His mom’s Canadian roots will allow Williams to dress as a national in the CFL.

Williams held a pro day at Eastern Carolina and had a tryout with the NFL’s San Francisco 49ers.

A well-spoken kid, Williams has one goal in mind.

“At the end of the day, that goal is to be the strongest version of myself,’’ he said. “I don’t do the accolades. I don’t say: ‘I want to do this, I want to be like this guy.’ At the end of the day, if I’m the strongest version of myself I’ll be happy with that.”

The ongoing coronavirus pandemic has scratched the CFL’s main camp, which was to be held back at U of T’s Varsity Centre in two weeks, an event that would have allowed Williams to test himself against the very best draft-eligible prospects.

As for Thursday’s combine, the occasion provided Williams a brief look at three-down football.

Williams has never been exposed to the CFL game, but his athleticism should make him an ideal candidate to play at the next level Canada.

“It was pretty good,’’ said Williams when asked for a self-assessment. “I’d say a B.”

The chance to play in the CFL excites Williams.

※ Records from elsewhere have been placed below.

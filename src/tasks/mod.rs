// Tiltwatch - Periodic Tasks

pub mod evaluator;
pub mod sampler;

use std::thread;
use std::time::{Duration, Instant};

/// Sleep for what is left of `interval` since `tick_start`.
pub(crate) fn sleep_remainder(tick_start: Instant, interval: Duration) -> Duration {
    let elapsed = tick_start.elapsed();
    if elapsed < interval {
        thread::sleep(interval - elapsed);
    }
    elapsed
}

“I’d love to be in the league,’’ he said. “The culture here is so different, it’s so laid back. Everyone welcomes you with open arms. I love it.”

During breaks in drills, a few CFL types approached Williams.

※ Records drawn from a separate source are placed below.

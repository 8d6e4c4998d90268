// Tiltwatch - Escalation Timer
//
// One-shot countdown timer used to measure how long a tilt episode has been
// open. Every backend follows the same rules:
//   - `enable()` arms the timer only from the cleared state; while counting,
//     or after firing, it does nothing.
//   - At the deadline the callback raises the `DeadlineFlag` exactly once and
//     the timer stops.
//   - `clear()` cancels a pending deadline and returns to the cleared state.
//     It cannot retract a flag that was already raised.

use std::sync::atomic::{AtomicBool, Ordering};
use std::sync::{Arc, Condvar, Mutex, MutexGuard, PoisonError};
use std::thread::{self, JoinHandle};
use std::time::{Duration, Instant};

/// Control surface of the escalation timer, driven by the evaluator.
pub trait EscalationTimer: Send {
    /// Stop counting and reset; leaves the timer disarmed.
    fn clear(&mut self);

    /// Start counting toward the deadline if the timer is cleared.
    fn enable(&mut self);
}

// ---------------------------------------------------------------------------
// Deadline notification flag (the only state touched from timer context)
// ---------------------------------------------------------------------------
#[derive(Debug, Clone, Default)]
pub struct DeadlineFlag(Arc<AtomicBool>);

impl DeadlineFlag {
    pub fn new() -> Self {
        Self::default()
    }

    /// Called from the timer callback. Must stay lock-free.
    pub fn raise(&self) {
        self.0.store(true, Ordering::Release);
    }

    /// Read-and-clear; true at most once per `raise`.
    pub fn take(&self) -> bool {
        self.0.swap(false, Ordering::AcqRel)
    }

    pub fn is_raised(&self) -> bool {
        self.0.load(Ordering::Acquire)
    }
}

// ---------------------------------------------------------------------------
// Host backend: a dedicated thread waiting on a condition variable
// ---------------------------------------------------------------------------

#[derive(Debug, Clone, Copy, PartialEq, Eq)]
enum Countdown {
    Cleared,
    Armed(Instant),
    Fired,
    Shutdown,
}

type SharedCountdown = Arc<(Mutex<Countdown>, Condvar)>;

fn lock(shared: &SharedCountdown) -> MutexGuard<'_, Countdown> {
    shared.0.lock().unwrap_or_else(PoisonError::into_inner)
}

pub struct ThreadTimer {
    deadline: Duration,
    shared: SharedCountdown,
    worker: Option<JoinHandle<()>>,
}

impl ThreadTimer {
    pub fn new(deadline: Duration, flag: DeadlineFlag) -> std::io::Result<Self> {
        let shared: SharedCountdown = Arc::new((Mutex::new(Countdown::Cleared), Condvar::new()));
        let worker_shared = Arc::clone(&shared);
        let worker = thread::Builder::new()
            .name("escalation-timer".into())
            .spawn(move || countdown_worker(worker_shared, flag))?;

        Ok(Self {
            deadline,
            shared,
            worker: Some(worker),
        })
    }

    fn set(&self, next: Countdown) {
        *lock(&self.shared) = next;
        self.shared.1.notify_all();
    }
}

fn countdown_worker(shared: SharedCountdown, flag: DeadlineFlag) {
    let mut state = lock(&shared);
    loop {
        let current = *state;
        match current {
            Countdown::Shutdown => return,
            Countdown::Armed(at) => {
                let now = Instant::now();
                if now >= at {
                    *state = Countdown::Fired;
                    flag.raise();
                    log::debug!("Escalation deadline reached");
                    continue;
                }
                state = shared
                    .1
                    .wait_timeout(state, at - now)
                    .map(|(guard, _)| guard)
                    .unwrap_or_else(|poisoned| poisoned.into_inner().0);
            }
            Countdown::Cleared | Countdown::Fired => {
                state = shared.1.wait(state).unwrap_or_else(PoisonError::into_inner);
            }
        }
    }
}

impl EscalationTimer for ThreadTimer {
    fn clear(&mut self) {
        self.set(Countdown::Cleared);
    }

    fn enable(&mut self) {
        let mut state = lock(&self.shared);
        if *state == Countdown::Cleared {
            *state = Countdown::Armed(Instant::now() + self.deadline);
            drop(state);
            self.shared.1.notify_all();
        }
    }
}

impl Drop for ThreadTimer {
    fn drop(&mut self) {
        self.set(Countdown::Shutdown);
        if let Some(worker) = self.worker.take() {
            let _ = worker.join();
        }
    }
}

// ---------------------------------------------------------------------------
// Simulated-time backend
// ---------------------------------------------------------------------------

#[derive(Debug, Default)]
struct ManualState {
    remaining: Option<Duration>,
    fired: bool,
    arm_count: u32,
    fire_count: u32,
}

/// Timer driven by explicit `advance` calls instead of a clock.
///
/// Clones share the same countdown, so a test can keep one handle while the
/// evaluator owns another.
#[derive(Debug, Clone)]
pub struct ManualTimer {
    deadline: Duration,
    flag: DeadlineFlag,
    state: Arc<Mutex<ManualState>>,
}

impl ManualTimer {
    pub fn new(deadline: Duration, flag: DeadlineFlag) -> Self {
        Self {
            deadline,
            flag,
            state: Arc::new(Mutex::new(ManualState::default())),
        }
    }

    fn state(&self) -> MutexGuard<'_, ManualState> {
        self.state.lock().unwrap_or_else(PoisonError::into_inner)
    }

    /// Let `elapsed` of simulated time pass, firing if the deadline is hit.
    pub fn advance(&self, elapsed: Duration) {
        let mut state = self.state();
        if let Some(remaining) = state.remaining {
            if elapsed >= remaining {
                state.remaining = None;
                state.fired = true;
                state.fire_count += 1;
                self.flag.raise();
            } else {
                state.remaining = Some(remaining - elapsed);
            }
        }
    }

    pub fn is_armed(&self) -> bool {
        self.state().remaining.is_some()
    }

    /// Time left before the deadline, if counting.
    pub fn remaining(&self) -> Option<Duration> {
        self.state().remaining
    }

    /// How many times the countdown was started from the cleared state.
    pub fn arm_count(&self) -> u32 {
        self.state().arm_count
    }

    pub fn fire_count(&self) -> u32 {
        self.state().fire_count
    }
}

impl EscalationTimer for ManualTimer {
    fn clear(&mut self) {
        let mut state = self.state();
        state.remaining = None;
        state.fired = false;
    }

    fn enable(&mut self) {
        let mut state = self.state();
        if state.remaining.is_none() && !state.fired {
            state.remaining = Some(self.deadline);
            state.arm_count += 1;
        }
    }
}

// ---------------------------------------------------------------------------
// Firmware backend: esp_timer one-shot
// ---------------------------------------------------------------------------

#[cfg(target_os = "espidf")]
pub use esp::EspEscalationTimer;

#[cfg(target_os = "espidf")]
mod esp {
    use std::time::Duration;

    use esp_idf_svc::timer::{EspTaskTimerService, EspTimer};
    use esp_idf_sys::EspError;

    use super::{DeadlineFlag, EscalationTimer};

    #[derive(Debug, Clone, Copy, PartialEq, Eq)]
    enum Armed {
        No,
        Counting,
    }

    /// One-shot `esp_timer`. The callback runs in the esp_timer task and only
    /// raises the deadline flag.
    pub struct EspEscalationTimer {
        timer: EspTimer<'static>,
        deadline: Duration,
        armed: Armed,
    }

    impl EspEscalationTimer {
        pub fn new(deadline: Duration, flag: DeadlineFlag) -> Result<Self, EspError> {
            let service = EspTaskTimerService::new()?;
            let timer = service.timer(move || flag.raise())?;
            Ok(Self {
                timer,
                deadline,
                armed: Armed::No,
            })
        }
    }

    impl EscalationTimer for EspEscalationTimer {
        fn clear(&mut self) {
            if let Err(e) = self.timer.cancel() {
                log::error!("Escalation timer cancel failed: {}", e);
            }
            self.armed = Armed::No;
        }

        // A fired one-shot stays `Counting` until cleared, matching the
        // stop-on-compare behaviour of the other backends.
        fn enable(&mut self) {
            if self.armed == Armed::Counting {
                return;
            }
            match self.timer.after(self.deadline) {
                Ok(()) => self.armed = Armed::Counting,
                Err(e) => log::error!("Escalation timer start failed: {}", e),
            }
        }
    }
}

“I got to speak with a couple of coaches. They were pretty chilled out.”

Williams was able to watch Winnipeg’s win over Hamilton in the Grey Cup.

What struck Williams the most was watching Bombers linebacker Adam Bighill and his ability to play down hill.

“Just looking at that game and looking at the top guys, you can tell this guy (Bighill) really ran to the football, very smart and deceptive speed,’’ said Williams. “The dude is very fast.”